Over the years, the creek has also changed its course somewhat, providing more research, comparing prices, testing new products by borrowing them first, and etc. (Plus, there is a ground rule here: anything that really costs a lot has to be entirely approved by both of us, so that if we buy a $1000 truck that we then take to the scrapyard in two weeks, we can freely grouse about it together.)

Now, after all this, you might wonder why the budget committee is giggling lately. This is why: the stone wall wants to purchase something! Something really great, something that we really need, something that will really help the farm a lot! The something is a new bigger greenhouse tub, to fill flats with soil mix, and to soak flats full of transplants before they move out into the garden.

For years we have been fiddling around with a too-small tub, tipping the flats one way and another, getting soil mix in places where we didn't want it, and not in places we did want it, i.e., in the flats. For years, we have been watering our transplants with the overhead wand, which just wasn't thorough enough for the big shock of transplanting.

“Ohhhh,” the stone wall moaned in the spring, as she tried yet again to fill a flat evenly with soil mix in the too-small tub, “I really want a bigger tub.”

And what did the kind creek do?

He researched tub sizes on-line. He ordered a bigger tub from Jack's Hardware store. He picked it up. He brought it home.

Then he offered to let me use the new tub first. Such a lovely creek is he.

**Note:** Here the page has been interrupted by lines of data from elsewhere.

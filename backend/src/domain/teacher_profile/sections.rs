//! Sub-documents embedded in a teacher profile.
//!
//! Every leaf is a string and defaults to `""` when absent from the stored
//! document, so partially filled entries decode without loss.

use serde::{Deserialize, Serialize};
use utoipa::ToSchema;

/// One row of the education history.
#[derive(Debug, Clone, Default, PartialEq, Eq, Serialize, Deserialize, ToSchema)]
#[serde(default, rename_all = "camelCase")]
pub struct EducationEntry {
    #[schema(example = "M.Tech")]
    pub degree: String,
    pub institution: String,
    pub specialization: String,
    #[schema(example = "2014")]
    pub year: String,
    pub grade: String,
}

/// Teaching appointment held at an institution.
#[derive(Debug, Clone, Default, PartialEq, Eq, Serialize, Deserialize, ToSchema)]
#[serde(default, rename_all = "camelCase")]
pub struct TeachingExperience {
    pub institution: String,
    pub designation: String,
    pub from: String,
    pub to: String,
    pub subjects: String,
}

/// Administrative responsibility (head of department, coordinator, ...).
#[derive(Debug, Clone, Default, PartialEq, Eq, Serialize, Deserialize, ToSchema)]
#[serde(default, rename_all = "camelCase")]
pub struct AdminExperience {
    pub role: String,
    pub institution: String,
    pub from: String,
    pub to: String,
    pub responsibilities: String,
}

#[derive(Debug, Clone, Default, PartialEq, Eq, Serialize, Deserialize, ToSchema)]
#[serde(default, rename_all = "camelCase")]
pub struct Publication {
    pub title: String,
    pub authors: String,
    /// Journal or conference name.
    pub venue: String,
    pub year: String,
    pub doi: String,
    /// `journal`, `conference`, `book chapter`, ...
    pub kind: String,
}

#[derive(Debug, Clone, Default, PartialEq, Eq, Serialize, Deserialize, ToSchema)]
#[serde(default, rename_all = "camelCase")]
pub struct Project {
    pub title: String,
    pub funding_agency: String,
    pub amount: String,
    pub role: String,
    pub status: String,
    pub year: String,
}

#[derive(Debug, Clone, Default, PartialEq, Eq, Serialize, Deserialize, ToSchema)]
#[serde(default, rename_all = "camelCase")]
pub struct Award {
    pub title: String,
    pub awarded_by: String,
    pub year: String,
    pub description: String,
}

/// Workshop, seminar or conference attended or organised.
#[derive(Debug, Clone, Default, PartialEq, Eq, Serialize, Deserialize, ToSchema)]
#[serde(default, rename_all = "camelCase")]
pub struct Event {
    pub title: String,
    pub role: String,
    pub organiser: String,
    pub date: String,
    pub description: String,
}

/// Professional body membership.
#[derive(Debug, Clone, Default, PartialEq, Eq, Serialize, Deserialize, ToSchema)]
#[serde(default, rename_all = "camelCase")]
pub struct Membership {
    pub organisation: String,
    pub membership_type: String,
    pub membership_id: String,
    pub since: String,
}

#[derive(Debug, Clone, Default, PartialEq, Eq, Serialize, Deserialize, ToSchema)]
#[serde(default, rename_all = "camelCase")]
pub struct StudentInteraction {
    pub mentoring: String,
    pub guest_lectures: String,
    pub industrial_visits: String,
    pub student_projects: String,
    pub counselling: String,
}

#[derive(Debug, Clone, Default, PartialEq, Eq, Serialize, Deserialize, ToSchema)]
#[serde(default, rename_all = "camelCase")]
pub struct SocialLinks {
    pub linkedin: String,
    pub google_scholar: String,
    pub research_gate: String,
    pub website: String,
    pub github: String,
}
//! Public contact form use-case.

use std::sync::Arc;

use async_trait::async_trait;
use mockable::Clock;
use tracing::{info, warn};
use uuid::Uuid;

use crate::domain::email_templates::contact_email;
use crate::domain::ports::{ContactCommand, ContactSubmissionRepository, Mailer};
use crate::domain::{ContactOutcome, ContactRequest, ContactSubmission, Error};

/// Implements [`ContactCommand`]: the email is the delivery, the archive row
/// is a best-effort audit copy.
#[derive(Clone)]
pub struct ContactService<M: ?Sized, R> {
    mailer: Arc<M>,
    archive: Arc<R>,
    clock: Arc<dyn Clock>,
    inbox: String,
}

impl<M: ?Sized, R> ContactService<M, R> {
    pub fn new(
        mailer: Arc<M>,
        archive: Arc<R>,
        clock: Arc<dyn Clock>,
        inbox: impl Into<String>,
    ) -> Self {
        Self {
            mailer,
            archive,
            clock,
            inbox: inbox.into(),
        }
    }
}

#[async_trait]
impl<M: ?Sized, R> ContactCommand for ContactService<M, R>
where
    M: Mailer,
    R: ContactSubmissionRepository,
{
    async fn submit(&self, request: &ContactRequest) -> Result<ContactOutcome, Error> {
        let email = contact_email(&self.inbox, request);
        if let Err(err) = self.mailer.send(&email).await {
            warn!(error = %err, "contact email failed");
            return Err(Error::service_unavailable(
                "the message could not be delivered, please try again later",
            ));
        }

        let submission = ContactSubmission::received(request, Uuid::new_v4(), self.clock.utc());
        let archived = match self.archive.insert(&submission).await {
            Ok(()) => true,
            Err(err) => {
                warn!(error = %err, submission_id = %submission.id, "contact archive failed");
                false
            }
        };
        info!(archived, "contact message delivered");
        Ok(ContactOutcome { archived })
    }
}

#[cfg(test)]
mod tests {
    use super::*;
    use crate::domain::ErrorCode;
    use crate::domain::ports::{
        ContactSubmissionRepositoryError, FixtureContactSubmissionRepository, FixtureMailer,
        MailerError, MockContactSubmissionRepository, MockMailer,
    };
    use chrono::{DateTime, Local, Utc};
    use rstest::{fixture, rstest};

    struct EpochClock;

    impl Clock for EpochClock {
        fn local(&self) -> DateTime<Local> {
            DateTime::<Utc>::UNIX_EPOCH.with_timezone(&Local)
        }

        fn utc(&self) -> DateTime<Utc> {
            DateTime::<Utc>::UNIX_EPOCH
        }
    }

    #[fixture]
    fn request() -> ContactRequest {
        ContactRequest::try_from_parts("Jane", "jane@x.com", "When is admission?")
            .expect("valid request")
    }

    #[rstest]
    #[tokio::test]
    async fn delivers_to_the_inbox_then_archives(request: ContactRequest) {
        let mut mailer = MockMailer::new();
        mailer
            .expect_send()
            .withf(|email| {
                email.to == "office@college.edu" && email.reply_to.as_deref() == Some("jane@x.com")
            })
            .times(1)
            .return_once(|_| Ok(()));
        let mut archive = MockContactSubmissionRepository::new();
        archive
            .expect_insert()
            .withf(|submission| {
                submission.email == "jane@x.com"
                    && submission.created_at == DateTime::<Utc>::UNIX_EPOCH
            })
            .times(1)
            .return_once(|_| Ok(()));

        let service = ContactService::new(
            Arc::new(mailer),
            Arc::new(archive),
            Arc::new(EpochClock),
            "office@college.edu",
        );
        let outcome = service.submit(&request).await.expect("delivered");
        assert!(outcome.archived);
    }

    #[rstest]
    #[tokio::test]
    async fn mail_failure_is_unavailable_and_skips_the_archive(request: ContactRequest) {
        let mut mailer = MockMailer::new();
        mailer
            .expect_send()
            .return_once(|_| Err(MailerError::transport("timed out")));
        let mut archive = MockContactSubmissionRepository::new();
        archive.expect_insert().never();

        let service = ContactService::new(
            Arc::new(mailer),
            Arc::new(archive),
            Arc::new(EpochClock),
            "office@college.edu",
        );
        let error = service.submit(&request).await.expect_err("unavailable");
        assert_eq!(error.code(), ErrorCode::ServiceUnavailable);
    }

    #[rstest]
    #[tokio::test]
    async fn archive_failure_still_reports_delivery(request: ContactRequest) {
        let mut archive = MockContactSubmissionRepository::new();
        archive
            .expect_insert()
            .return_once(|_| Err(ContactSubmissionRepositoryError::query("disk full")));

        let service = ContactService::new(
            Arc::new(FixtureMailer),
            Arc::new(archive),
            Arc::new(EpochClock),
            "office@college.edu",
        );
        let outcome = service.submit(&request).await.expect("delivered");
        assert!(!outcome.archived);
    }

    #[rstest]
    #[tokio::test]
    async fn fixture_archive_accepts_everything(request: ContactRequest) {
        let service = ContactService::new(
            Arc::new(FixtureMailer),
            Arc::new(FixtureContactSubmissionRepository),
            Arc::new(EpochClock),
            "office@college.edu",
        );
        assert_eq!(
            service.submit(&request).await.expect("delivered"),
            ContactOutcome { archived: true }
        );
    }
}
//! Driving port for login/authentication use-cases.
//!
//! Inbound adapters call it to authenticate credentials without knowing the
//! backing infrastructure, so HTTP handler tests can substitute a double.

use async_trait::async_trait;

use crate::domain::{Employee, Error, LoginCredentials};

/// Domain use-case port for authentication.
#[cfg_attr(test, mockall::automock)]
#[async_trait]
pub trait LoginService: Send + Sync {
    /// Validate credentials and return the authenticated employee.
    ///
    /// Unknown ids and wrong passwords both yield the same
    /// `unauthorized` error so callers cannot probe for valid ids.
    async fn authenticate(&self, credentials: &LoginCredentials) -> Result<Employee, Error>;
}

I, the stone wall, am in ecstasy. The new tub! So big! So easy to fill the flats! So easy to soak flats! Oh, the tub! the tub! the tub! “We should have done this years ago!” I say. “It's fantastic! What were we thinking?'

The lovely creek says nothing. He just smiles. Maybe he has a new idea for the budget committee too. A new idea, with a new passionate, persuasive phrase: “We should have done this years ago! What were we thinking? We'd better do it right now!”